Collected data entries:
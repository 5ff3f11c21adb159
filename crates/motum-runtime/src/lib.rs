//! `motum-runtime` – the control tick scheduler.
//!
//! Runs one motion episode as a sequence of fixed-period ticks against the
//! seams of `motum-hal`, until the goal is reached, a monitor aborts it, or
//! it is cancelled.
//!
//! # Modules
//!
//! - [`behavior_tree`] – [`TickResult`] and [`BehaviorNode`]: sequence and
//!   selector composites over a shared context, plus the plain
//!   [`sequence`][behavior_tree::sequence] / [`selector`][behavior_tree::selector]
//!   combinators.
//! - [`episode`] – [`EpisodeContext`]: everything one episode owns, the
//!   [`Collaborators`] it talks to, and the [`CancelToken`].
//! - [`control_loop`] – [`ControlLoop`]: the per-tick pipeline, the fault
//!   slot, the status stream, and the final [`EpisodeReport`][motum_types::EpisodeReport].
//! - [`convergence`] – [`ConvergenceWindow`]: implicit-success detection.
//! - [`pacer`] – [`TickPacer`]: wall-clock pacing for real-time robots.
//! - [`telemetry`] – [`init_tracing`][telemetry::init_tracing] /
//!   [`TelemetrySettings`]:
//!   initialises the global `tracing` subscriber with an optional OTLP span
//!   exporter.  Set `OTEL_EXPORTER_OTLP_ENDPOINT` to enable live trace export.

pub mod behavior_tree;
pub mod control_loop;
pub mod convergence;
pub mod episode;
pub mod pacer;
pub mod telemetry;

pub use behavior_tree::{BehaviorNode, TickResult};
pub use control_loop::{ControlLoop, control_tree};
pub use convergence::ConvergenceWindow;
pub use episode::{CancelToken, Collaborators, EpisodeContext};
pub use pacer::TickPacer;
pub use telemetry::{LogFormat, TelemetrySettings, TracerProviderGuard, init_tracing, init_with};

ACTION ITEM:
Retype the records that precede this task, keeping them exactly the same.

SOLUTION TO THE PROBLEM:
repository 5ff3f11c21adb159
filename crates/motum-runtime/src/lib.rs
//! `motum-runtime` – the control tick scheduler.
//!
//! Runs one motion episode as a sequence of fixed-period ticks against the
//! seams of `motum-hal`, until the goal is reached, a monitor aborts it, or
//! it is cancelled.
//!
//! # Modules
//!
//! - [`behavior_tree`] – [`TickResult`] and [`BehaviorNode`]: sequence and
//!   selector composites over a shared context, plus the plain
//!   [`sequence`][behavior_tree::sequence] / [`selector`][behavior_tree::selector]
//!   combinators.
//! - [`episode`] – [`EpisodeContext`]: everything one episode owns, the
//!   [`Collaborators`] it talks to, and the [`CancelToken`].
//! - [`control_loop`] – [`ControlLoop`]: the per-tick pipeline, the fault
//!   slot, the status stream, and the final [`EpisodeReport`][motum_types::EpisodeReport].
//! - [`convergence`] – [`ConvergenceWindow`]: implicit-success detection.
//! - [`pacer`] – [`TickPacer`]: wall-clock pacing for real-time robots.
//! - [`telemetry`] – [`init_tracing`][telemetry::init_tracing] /
//!   [`TelemetrySettings`]:
//!   initialises the global `tracing` subscriber with an optional OTLP span
//!   exporter.  Set `OTEL_EXPORTER_OTLP_ENDPOINT` to enable live trace export.

pub mod behavior_tree;
pub mod control_loop;
pub mod convergence;
pub mod episode;
pub mod pacer;
pub mod telemetry;

pub use behavior_tree::{BehaviorNode, TickResult};
pub use control_loop::{ControlLoop, control_tree};
pub use convergence::ConvergenceWindow;
pub use episode::{CancelToken, Collaborators, EpisodeContext};
pub use pacer::TickPacer;
pub use telemetry::{LogFormat, TelemetrySettings, TracerProviderGuard, init_tracing, init_with};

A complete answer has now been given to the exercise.